Section 3.3 Reservation of Stock Issuable Upon Exercise of the Warrants. The Company shall at all times reserve and keep available out of its authorized but unissued shares of Common Stock, solely for the purpose of effecting the exercise of the Warrants such number of its shares of Common Stock as shall from time to time be sufficient to effect the full exercise of the Warrants, and if at any time the number of authorized but unissued shares of Common Stock shall not be sufficient to effect the exercise of all the then outstanding Warrants and the conversion of all then outstanding Notes, the Company will take such corporate action as may, in the opinion of its counsel, be necessary to increase its authorized but unissued shares of Common Stock to such number of shares as shall be sufficient for such purpose, including without limitation engaging in best efforts to obtain the requisite shareholder approval.
 
Section 3.4 Registration Rights.

(a) Right to Piggy Back. If, at any time, the Company proposes or is required to register any of its equity securities under the Act (other than pursuant to registrations on Form S-4 or Form S-8 or such form or similar form(s) solely for registration of securities in connection with an employee benefit plan or dividend reinvestment plan or a merger, consolidation or acquisition) whether for its own account or the account of other security holders, the Company shall give prompt written notice of its intention to do so to the holder of each Registrable Securities (as defined below). Upon the written request of any holder, made within 15 days following the receipt of any such written notice (which request shall specify the maximum number of Registrable Securities intended to be disposed of by such holder and the intended method of distribution thereof), the Company shall use, subject to Sections 3.4(c) and 3.4(e) hereof, its best efforts to cause all such Registrable Securities, the holders of which have so requested the registration thereof, to be registered under the Act (with the securities which the Company at the time proposes to register) to permit the sale or other disposition by the holders (in accordance with the intended method of distribution thereof) of the Registrable Securities to be so registered. There is no limitation on the number of such piggyback registrations pursuant to the preceding sentence which the Company is obligated to effect.

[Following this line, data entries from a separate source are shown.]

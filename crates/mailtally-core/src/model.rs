//! Records produced by a scan.

use chrono::{DateTime, FixedOffset};
use mailtally_imap::{Flags, MessageAttributes};
use serde::Serialize;

/// One message's statistics-relevant attributes.
#[derive(Debug, Clone, PartialEq, Eq, Serialize)]
pub struct MessageRecord {
    /// Message sequence number within the folder.
    pub sequence_id: u32,
    /// UID, when the server returned one.
    #[serde(skip_serializing_if = "Option::is_none")]
    pub uid: Option<u32>,
    /// Decoded folder name.
    pub folder: String,
    /// Folder name as sent by the server, for follow-up commands.
    pub mailbox: String,
    /// `RFC822.SIZE`, absent when the server omitted or mangled it.
    pub size_bytes: Option<u64>,
    /// Internal date, absent when it could not be decoded.
    pub internal_date: Option<DateTime<FixedOffset>>,
    /// Message flags.
    pub flags: Flags,
}

impl MessageRecord {
    /// Builds a record from decoded FETCH attributes.
    #[must_use]
    pub fn from_attributes(attrs: MessageAttributes, folder: &str, mailbox: &str) -> Self {
        Self {
            sequence_id: attrs.sequence_id,
            uid: attrs.uid,
            folder: folder.to_string(),
            mailbox: mailbox.to_string(),
            size_bytes: attrs.size,
            internal_date: attrs.internal_date,
            flags: attrs.flags,
        }
    }

    /// Unread means no `\Seen` flag.
    #[must_use]
    pub fn is_unread(&self) -> bool {
        !self.flags.is_seen()
    }
}

/// Statistics for one folder.
///
/// Folders that were excluded, failed, or hold no messages still get a
/// report; its counters are simply zero.
#[derive(Debug, Clone, PartialEq, Eq, Serialize)]
pub struct FolderReport {
    /// Decoded folder name.
    pub name: String,
    /// Folder name as sent by the server.
    pub mailbox: String,
    /// Message count the server reported on select.
    pub exists: u32,
    /// Number of decoded message records.
    pub message_count: u64,
    /// Records without `\Seen`.
    pub unread_count: u64,
    /// Sum of known sizes.
    pub total_size_bytes: u64,
    /// The records themselves.
    #[serde(skip)]
    pub messages: Vec<MessageRecord>,
}

impl FolderReport {
    /// Zero report for a folder.
    #[must_use]
    pub fn empty(name: impl Into<String>, mailbox: impl Into<String>) -> Self {
        Self {
            name: name.into(),
            mailbox: mailbox.into(),
            exists: 0,
            message_count: 0,
            unread_count: 0,
            total_size_bytes: 0,
            messages: Vec::new(),
        }
    }

    /// Adds a record and updates the counters.
    pub fn push(&mut self, record: MessageRecord) {
        self.message_count += 1;
        if record.is_unread() {
            self.unread_count += 1;
        }
        self.total_size_bytes += record.size_bytes.unwrap_or(0);
        self.messages.push(record);
    }
}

(b) Registrable Securities. For purposes of this Agreement, the term “Registrable Securities” means (i) shares of Common Stock issued or issuable upon exercise of the Warrants and (ii) any securities received by way of a stock split or as a dividend with respect to such shares and any security into which such shares may hereafter be changed or for which such shares may be exchanged (by way of reorganization, recapitalization, merger, consolidation or otherwise). As to any particular Registrable Securities, such securities will cease to be Registrable Securities when (i) they have been effectively registered under the Act and disposed of in accordance with the registration statement covering them, or (ii) they may be transferred pursuant to Rule 144 under the Act (or any successor to such rule).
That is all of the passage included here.